Sul presidente dell'Inps Pasquale Tridico si abbatte anche l'ira di molti parlamentari 5 Stelle, che nelle chat interne, secondo quanto apprende l'Adnkronos, arrivano a chiedere addirittura le dimissioni dell'economista. Ad accendere la miccia è un articolo de 'La Repubblica' secondo il quale il presidente dell'Istituto nazionale di previdenza si sarebbe raddoppiato lo stipendio con effetto retroattivo: la decisione del Cda Inps - racconta sempre 'La Repubblica' - sarebbe stata avallata da un decreto ministro del Lavoro Nunzia Catalfo, di concerto con il titolare dell'Economia Roberto Gualtieri. Su tutte le furie la deputata Emanuela Corda, che nelle conversazioni con i colleghi parla di vicenda "indegna", sollecitando la presentazione di una interrogazione parlamentare.

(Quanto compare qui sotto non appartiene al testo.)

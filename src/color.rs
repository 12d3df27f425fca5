use palette::{FromColor, Hsl, Srgb};
use serde::{Deserialize, Serialize};

use crate::error::{Result, SceneError};

/// Non-linear sRGB color with components in `[0, 1]`.
#[derive(Debug, Clone, Copy, PartialEq, Serialize, Deserialize)]
pub struct Color {
    pub r: f32,
    pub g: f32,
    pub b: f32,
}

impl Color {
    pub const WHITE: Self = Self::rgb(1.0, 1.0, 1.0);
    pub const BLACK: Self = Self::rgb(0.0, 0.0, 0.0);

    pub const fn rgb(r: f32, g: f32, b: f32) -> Self {
        Self { r, g, b }
    }

    /// Parses `#rrggbb`, `rrggbb` or the `#rgb` shorthand.
    pub fn from_hex(value: &str) -> Result<Self> {
        let parsed = value
            .trim()
            .parse::<Srgb<u8>>()
            .map_err(|err| SceneError::InvalidColor {
                value: value.to_string(),
                reason: err.to_string(),
            })?;
        Ok(Self::from_srgb_u8([parsed.red, parsed.green, parsed.blue]))
    }

    pub fn from_srgb_u8(c: [u8; 3]) -> Self {
        let s: Srgb = Srgb::new(c[0], c[1], c[2]).into_format();
        Self::rgb(s.red, s.green, s.blue)
    }

    /// CSS-style HSL: hue in degrees, saturation and lightness in `[0, 1]`.
    pub fn from_hsl(hue_degrees: f32, saturation: f32, lightness: f32) -> Self {
        let hsl: Hsl = Hsl::new(hue_degrees, saturation, lightness);
        let rgb: Srgb = Srgb::from_color(hsl);
        Self::rgb(rgb.red, rgb.green, rgb.blue)
    }

    pub fn to_srgb_u8(&self) -> [u8; 3] {
        let s: Srgb<u8> = Srgb::new(self.r, self.g, self.b).into_format();
        [s.red, s.green, s.blue]
    }

    pub fn to_hex(&self) -> String {
        let [r, g, b] = self.to_srgb_u8();
        format!("#{r:02x}{g:02x}{b:02x}")
    }
}

impl Default for Color {
    fn default() -> Self {
        Self::WHITE
    }
}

Ci sono persone che si stanno suicidando perché non hanno ancora ricevuto la Cig, il Paese è in 'mutande' e c'è chi non riesce a mettere il piatto a tavola - il senso di alcuni messaggi postati nella chat dai grillini, inviperiti - ma il presidente dell'Inps "si aumenta lo stipendio in piena emergenza".

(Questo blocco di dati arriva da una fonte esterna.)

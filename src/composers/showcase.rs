use std::f32::consts::{FRAC_PI_2, TAU};

use glam::{Quat, Vec3};

use super::{add_section_lights, SceneComposer};
use crate::error::Result;
use crate::geometry::{cuboid_mesh, sphere_mesh, torus_mesh};
use crate::scene::components::{GroupAnimation, OrbitAnimation, SpinAnimation};
use crate::scene::config::validate_records;
use crate::scene::generator::{CircleLayout, SceneGenerator};
use crate::scene::{
    Camera, ItemRecord, Material, Scene, SceneConfig, ShapeDescriptor, ShapeKind, Transform,
};

const GROUP_SPIN: f32 = 0.2;
const DOT_COUNT: usize = 8;
const DOT_RADIUS: f32 = 1.8;

/// Centerpiece for one project: an accent cube inside a wireframe shell,
/// two crossed rings and a halo of dots.
pub struct ProjectComposer {
    record: ItemRecord,
}

impl ProjectComposer {
    pub fn new(record: ItemRecord) -> Self {
        Self { record }
    }
}

impl SceneComposer for ProjectComposer {
    fn name(&self) -> &str {
        &self.record.label
    }

    fn compose(&self, scene: &mut Scene) -> Result<()> {
        let colors = validate_records(std::slice::from_ref(&self.record))?;
        let accent = colors[0];

        scene.set_camera(Camera::looking_at_origin(Vec3::new(0.0, 0.0, 5.0), 75.0));
        add_section_lights(scene);

        let group = scene.spawn_group(
            None,
            &self.record.label,
            Transform::IDENTITY,
            Some(GroupAnimation::spin(Vec3::new(0.0, GROUP_SPIN, 0.0))),
        );

        let cube = ShapeDescriptor::new(ShapeKind::Cuboid, 1.2, Vec3::ZERO, accent);
        scene
            .spawn_shape(cube)
            .child_of(group)
            .with_material(
                Material::new(accent)
                    .with_emissive(0.5)
                    .with_roughness(0.2)
                    .with_metallic(0.8)
                    .with_opacity(0.9),
            )
            .with_spin(SpinAnimation::new(Vec3::new(0.3, 0.5, 0.0)))
            .spawn();

        scene
            .spawn()
            .child_of(group)
            .with_name("Wireframe")
            .with_geometry(cuboid_mesh(1.5))
            .with_material(Material::white().wireframe().with_opacity(0.2))
            .spawn();

        scene
            .spawn()
            .child_of(group)
            .with_name("Accent Ring")
            .with_geometry(torus_mesh(1.0, 0.03, 16, 100))
            .with_material(Material::new(accent).with_emissive(0.3))
            .with_spin(SpinAnimation::new(Vec3::new(0.2, 0.0, 0.3)))
            .spawn();

        scene
            .spawn()
            .child_of(group)
            .with_name("Halo Ring")
            .with_transform(Transform::from_trs(
                Vec3::ZERO,
                Quat::from_rotation_y(FRAC_PI_2),
                Vec3::ONE,
            ))
            .with_geometry(torus_mesh(1.2, 0.02, 16, 100))
            .with_material(Material::white().with_emissive(0.2))
            .spawn();

        let dot = scene.assets.meshes.insert(sphere_mesh(0.08, 8, 8).into());
        for i in 0..DOT_COUNT {
            let angle = TAU * i as f32 / DOT_COUNT as f32;
            scene
                .spawn()
                .child_of(group)
                .with_name(format!("Dot {}", i))
                .at(Vec3::new(angle.cos() * DOT_RADIUS, angle.sin() * DOT_RADIUS, 0.0))
                .with_mesh(dot)
                .with_material(Material::white().with_emissive(0.5))
                .spawn();
        }

        log::debug!(
            "Project '{}' composed in {}",
            self.record.label,
            accent.to_hex()
        );
        Ok(())
    }
}

/// All projects at once, one accent cube per project on a shared circle.
pub struct ProjectGallery {
    records: Vec<ItemRecord>,
    generator: SceneGenerator,
}

impl ProjectGallery {
    pub fn new(records: Vec<ItemRecord>) -> Self {
        Self {
            records,
            generator: SceneGenerator::new().with_circle(CircleLayout {
                radius: 3.0,
                kind: ShapeKind::Cuboid,
                base_size: 0.8,
                ..CircleLayout::default()
            }),
        }
    }

    pub fn with_layout(mut self, circle: CircleLayout) -> Self {
        self.generator = self.generator.with_circle(circle);
        self
    }
}

impl SceneComposer for ProjectGallery {
    fn name(&self) -> &str {
        "gallery"
    }

    fn compose(&self, scene: &mut Scene) -> Result<()> {
        let descriptors = self
            .generator
            .generate(&SceneConfig::Records(self.records.clone()), None)?;

        scene.set_camera(Camera::looking_at_origin(Vec3::new(0.0, 2.0, 9.0), 60.0));
        add_section_lights(scene);

        let group = scene.spawn_group(
            None,
            "Gallery",
            Transform::IDENTITY,
            Some(GroupAnimation::spin(Vec3::new(0.0, GROUP_SPIN * 0.5, 0.0))),
        );
        let center = self.generator.circle.center;
        for descriptor in &descriptors {
            scene
                .spawn_shape(*descriptor)
                .child_of(group)
                .with_material(
                    Material::new(descriptor.color)
                        .with_emissive(0.5)
                        .with_roughness(0.2)
                        .with_metallic(0.8),
                )
                .with_orbit(OrbitAnimation::on_circle(descriptor, center).with_drift(0.3, 0.15, 0.2))
                .with_spin(SpinAnimation::new(Vec3::new(0.3, 0.5, 0.0)))
                .spawn();
        }

        log::debug!("Gallery composed with {} projects", descriptors.len());
        Ok(())
    }
}

#[cfg(test)]
mod tests {
    use super::*;
    use crate::color::Color;
    use crate::error::SceneError;
    use crate::scene::components::{Name, TransformComponent};

    fn record() -> ItemRecord {
        ItemRecord::new(1, "NEBULA", "Web Application").with_accent("#ff6b6b")
    }

    #[test]
    fn one_project_is_one_handle() {
        let mut scene = Scene::new("project");
        ProjectComposer::new(record()).compose(&mut scene).unwrap();

        assert_eq!(scene.object_count(), 1);
        let handle = scene.handles().as_slice()[0];
        assert_eq!(handle.descriptor().color, Color::from_srgb_u8([0xff, 0x6b, 0x6b]));
        assert_eq!(scene.light_count(), 2);
    }

    #[test]
    fn dots_circle_the_cube() {
        let mut scene = Scene::new("project");
        ProjectComposer::new(record()).compose(&mut scene).unwrap();

        let mut dots = 0;
        for (_, (name, transform)) in scene.world.query::<(&Name, &TransformComponent)>().iter() {
            if name.0.starts_with("Dot ") {
                dots += 1;
                assert!((transform.0.translation.length() - DOT_RADIUS).abs() < 1e-5);
                assert_eq!(transform.0.translation.z, 0.0);
            }
        }
        assert_eq!(dots, DOT_COUNT);
    }

    #[test]
    fn accent_ring_angles_track_time() {
        let mut scene = Scene::new("project");
        ProjectComposer::new(record()).compose(&mut scene).unwrap();

        let ring_at = |scene: &Scene| {
            let mut query = scene.world.query::<(&Name, &TransformComponent)>();
            let rotation = query
                .iter()
                .find(|(_, (name, _))| name.0 == "Accent Ring")
                .map(|(_, (_, transform))| transform.0.rotation);
            rotation.unwrap()
        };

        scene.tick(0.0);
        assert!(ring_at(&scene).abs_diff_eq(Quat::IDENTITY, 1e-6));

        scene.tick(5.0);
        let expected = Quat::from_euler(glam::EulerRot::XYZ, 1.0, 0.0, 1.5);
        assert!(ring_at(&scene).abs_diff_eq(expected, 1e-5));
    }

    #[test]
    fn missing_accent_fails_before_spawning() {
        let mut scene = Scene::new("project");
        let err = ProjectComposer::new(ItemRecord::new(2, "QUANTUM", "Installation"))
            .compose(&mut scene)
            .unwrap_err();
        assert!(matches!(err, SceneError::MissingAccentColor { id: 2, .. }));
        assert_eq!(scene.world.len(), 1);
    }

    #[test]
    fn single_record_gallery_starts_at_angle_zero_unrotated() {
        let mut scene = Scene::new("gallery");
        ProjectGallery::new(vec![record()]).compose(&mut scene).unwrap();

        scene.tick(0.0);

        let handle = scene.handles().as_slice()[0];
        let transform = scene.world.get::<&TransformComponent>(handle.entity()).unwrap().0;
        assert!(transform.translation.abs_diff_eq(Vec3::new(3.0, 0.0, 0.0), 1e-6));
        assert_eq!(transform.rotation, Quat::IDENTITY);
    }
}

Per la parlamentare pentastellata Carmen Di Lauro occorre che il M5S prenda le distanze da Tridico. Il collega Gabriele Lorenzoni arriva a invocare le dimissioni del numero uno dell'Inps. Sabrina De Carlo, commissione Esteri, è sulla stessa lunghezza d'onda. Schiuma rabbia anche Teresa Manzo, deputata campana.

E c'è chi ricorda il caso di Marco Rizzone, il deputato 5 Stelle espulso per aver incassato il bonus Inps da 600 euro destinato alle partite Iva in difficoltà: lo abbiamo cacciato per una iniziativa infelice ma non illegale - osserva un eletto grillino - mentre Tridico si aumenta lo stipendio durante la pandemia.

Intanto il centrodestra, compatto, ha chiesto un passo indietro del presidente Inps. "Non ho parole - commenta sui social il leader della Lega Matteo Salvini - invece di aumentarsi lo stipendio, prima paghi la cassa integrazione alle centinaia di migliaia di lavoratori che la aspettano da mesi, poi chieda scusa e si dimetta". "E' assurdo e tutto questo mentre gli italiani continuano a non ricevere la cassa integrazione e le famiglie sono piegate da una crisi che il governo è incapace a fronteggiare", tuona il presidente dei senatori di Fdi Luca Ciriani. "Tridico - attacca Giorgio Mulè di Forza Italia - rinunci all'aumento, chieda scusa e si dimetta".